Why You’ll Love This No-Bake Chocolate Meringue Pie

This isn’t just another dessert recipe; it’s a celebration of chocolate and simplicity. Here’s why this No-Bake Chocolate Meringue Pie is destined to become a staple in your recipe collection:

  • Effortlessly Elegant: Achieve a sophisticated dessert that looks like it took hours, but comes together in under an hour of active prep time. The “no-bake” aspect removes the stress of oven timings and potential baking mishaps.
  • Triple Chocolate Indulgence: From the rich chocolate cookie crust to the silky chocolate custard and the sweet marshmallow topping, every layer is infused with cocoa goodness, offering a multi-dimensional chocolate experience.
  • Perfect for Any Occasion: Whether it’s a casual family dinner, a festive holiday gathering, or a special celebration, this pie is always a crowd-pleaser. Its make-ahead nature is a huge bonus for entertaining.
  • Customizable Delight: As you’ll see in our variations section, this recipe is incredibly flexible. Adjust the chocolate intensity, swap the topping, or even change the serving style to perfectly suit your taste and occasion.
  • No Meringue Worries: Forget about weeping meringues or sticky situations! Our stable marshmallow topping is designed for ease and reliability, giving you that classic meringue look and texture without the fuss of baking.

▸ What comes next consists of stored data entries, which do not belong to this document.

//! Views loaded from markup, driven through the canvas.

use std::cell::RefCell;
use std::rc::Rc;
use std::time::{Duration, Instant};

use dockyard::loading::{ViewLoader, load_theme};
use dockyard::ui::{
    Canvas, Dock, DrawList, Event, MouseButton, Point, Size, Theme, ThemedSkin, UiError,
};

#[test]
fn sample_view_loads_and_lays_out() {
    let mut canvas = Canvas::new(Size::new(800, 600));
    let root = canvas.root();
    let loader = ViewLoader::new();
    loader
        .load_file(&mut canvas.tree, root, "data/demo.kdl")
        .expect("load demo view");

    let mut skin = ThemedSkin::new(load_theme("data/theme.ron"));
    let mut list = DrawList::new();
    canvas.frame(Instant::now(), &mut skin, &mut list);
    assert!(!list.rects.is_empty());
    assert!(!list.texts.is_empty());

    let snap = canvas.snapshot();
    let main = snap.find("main").expect("main dock");
    assert_eq!(main.bounds.size(), Size::new(800, 600));
    let files = snap.find("files").expect("files list");
    assert!(files.bounds.width > 0 && files.bounds.height > 0);

    let split = canvas.tree.find_by_name(root, "split").expect("splitter");
    assert!((canvas.tree.splitter_value(split).expect("value") - 0.6).abs() < 1e-6);
    let log = canvas.tree.find_by_name(root, "log").expect("log table");
    assert_eq!(canvas.tree.row_count(log).expect("rows"), 2);
}

#[test]
fn sample_theme_overrides_some_fields() {
    let theme = load_theme("data/theme.ron");
    let default = Theme::default();
    assert_ne!(theme, default);
    assert_eq!(theme.line_height, 16);
    assert_eq!(theme.focus, default.focus);
}

#[test]
fn list_handlers_fire_from_mouse_clicks() {
    let mut canvas = Canvas::new(Size::new(200, 200));
    let root = canvas.root();
    let picked = Rc::new(RefCell::new(Vec::new()));
    let mut loader = ViewLoader::new();
    let sink = Rc::clone(&picked);
    loader.register_handler("pick", move |e| {
        if let Event::RowSelected { row, .. } = e {
            sink.borrow_mut().push(*row);
        }
    });
    loader
        .load_str(
            &mut canvas.tree,
            root,
            r#"list-box name="l" dock="fill" on-row-selected="pick" { row "a"; row "b"; row "c" }"#,
        )
        .expect("load");
    canvas.layout();

    let list = canvas.tree.find_by_name(root, "l").expect("list");
    let second = canvas.tree.row(list, 1).expect("row");
    let center = canvas.tree.canvas_bounds(second);
    let p = Point::new(center.x + 5, center.y + center.height / 2);

    let t0 = Instant::now();
    canvas.mouse_input(MouseButton::Left, true, p, t0).expect("press");
    canvas.mouse_input(MouseButton::Left, false, p, t0).expect("release");

    assert_eq!(*picked.borrow(), vec![second]);
    assert_eq!(canvas.tree.selected_row(list), Some(second));
}

#[test]
fn dragging_a_tab_to_a_dock_edge_docks_it_there() {
    let mut canvas = Canvas::new(Size::new(400, 300));
    let root = canvas.root();
    let loader = ViewLoader::new();
    loader
        .load_str(
            &mut canvas.tree,
            root,
            r#"dock name="main" dock="fill" { left { page "A"; page "B" } }"#,
        )
        .expect("load");
    canvas.layout();

    let main = canvas.tree.find_by_name(root, "main").expect("dock");
    let left = canvas.tree.dock_child(main, Dock::Left).expect("dock").expect("left");
    let left_tabs = canvas.tree.dock_tab_control(left).expect("dock").expect("tabs");
    let a = canvas.tree.tab_buttons(left_tabs).expect("buttons")[0];
    let grab = canvas.tree.canvas_bounds(a);
    let start = Point::new(grab.x + 2, grab.y + 2);

    let t0 = Instant::now();
    canvas.mouse_input(MouseButton::Left, true, start, t0).expect("press");
    canvas.cursor_moved(Point::new(start.x + 20, start.y)).expect("move");
    canvas.cursor_moved(Point::new(390, 150)).expect("move");
    canvas
        .mouse_input(MouseButton::Left, false, Point::new(390, 150), t0 + Duration::from_millis(200))
        .expect("release");

    let right = canvas.tree.dock_child(main, Dock::Right).expect("dock").expect("right dock");
    let right_tabs = canvas.tree.dock_tab_control(right).expect("dock").expect("tabs");
    assert_eq!(canvas.tree.tab_buttons(right_tabs).expect("buttons"), vec![a]);
    assert_eq!(canvas.tree.tab_count(left_tabs).expect("count"), 1);
    assert!(!canvas.input.is_dragging());
}

#[test]
fn failed_load_leaves_canvas_untouched() {
    let mut canvas = Canvas::new(Size::new(100, 100));
    let root = canvas.root();
    let before = canvas.tree.len();
    let loader = ViewLoader::new();

    let err = loader
        .load_str(
            &mut canvas.tree,
            root,
            r#"
            dock {
                left { page "ok" { label "fine" } }
                right { page "bad" { grid column-widths="0.7 0.7" } }
            }
            "#,
        )
        .expect_err("fractions over one");
    assert!(matches!(err, UiError::FractionsExceedOne { .. }));
    assert_eq!(canvas.tree.len(), before);

    assert!(matches!(
        loader.load_file(&mut canvas.tree, root, "data/missing.kdl"),
        Err(UiError::Io(_))
    ));
}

Variations for Every Palate

One of the joys of cooking and baking is the ability to adapt recipes to suit individual tastes and preferences. This chocolate pie recipe offers a fantastic canvas for creativity, allowing you to personalize it in numerous delicious ways:

  • Whipped Cream Topping: For a dessert that is slightly less sweet and offers a lighter texture, consider swapping the marshmallow meringue for freshly whipped cream. Lightly sweetened whipped cream, perhaps infused with a hint of vanilla or a liqueur like Kahlúa, makes for an equally decadent yet airier finish.
  • Chocolate Intensity Adjustment: The recipe suggests 50% dark chocolate for a balanced flavor. However, feel free to experiment! Using milk chocolate will result in a sweeter, milder, and typically softer-set chocolate pudding. Conversely, opting for a darker chocolate (70% cocoa or higher) will yield a more intensely bitter and firmer chocolate pudding, appealing to true dark chocolate connoisseurs.
  • Alternative Pie Crusts: While the chocolate cookie crust is a star, you can easily substitute it with other options. A traditional pre-baked shortcrust pastry, either homemade or store-bought, offers a classic pie texture. For a gluten-free option, use gluten-free chocolate cookies for the base.
  • Individual Dessert Servings: Transform this pie into elegant individual desserts by layering the chocolate pudding and marshmallow topping in glasses, ramekins, or small Mason jars. Top with crumbled cookies, chocolate shavings, or fresh berries for a beautiful presentation.
  • Chocolate Custard Slice: If you’re a fan of slices, adapt the chocolate custard into a stunning slice. Pour the custard over a larger, rectangular cookie base and once set, top with the marshmallow meringue before slicing into bars, much like my popular lemon vanilla custard slice.
  • Different Pan Shapes: No pie dish? No problem! This recipe is adaptable to various bakeware. An 8-inch springform tin is an excellent alternative, making for easy release and a clean presentation. You could also use an 8×8 inch square baking dish for a more rustic, slice-like dessert.
  • Flavor Boosters: Enhance the chocolate custard with a splash of espresso, a hint of cinnamon, a dash of chili powder for a Mexican chocolate twist, or a teaspoon of orange zest to complement the chocolate. A tiny pinch of sea salt can also heighten the chocolate flavor significantly.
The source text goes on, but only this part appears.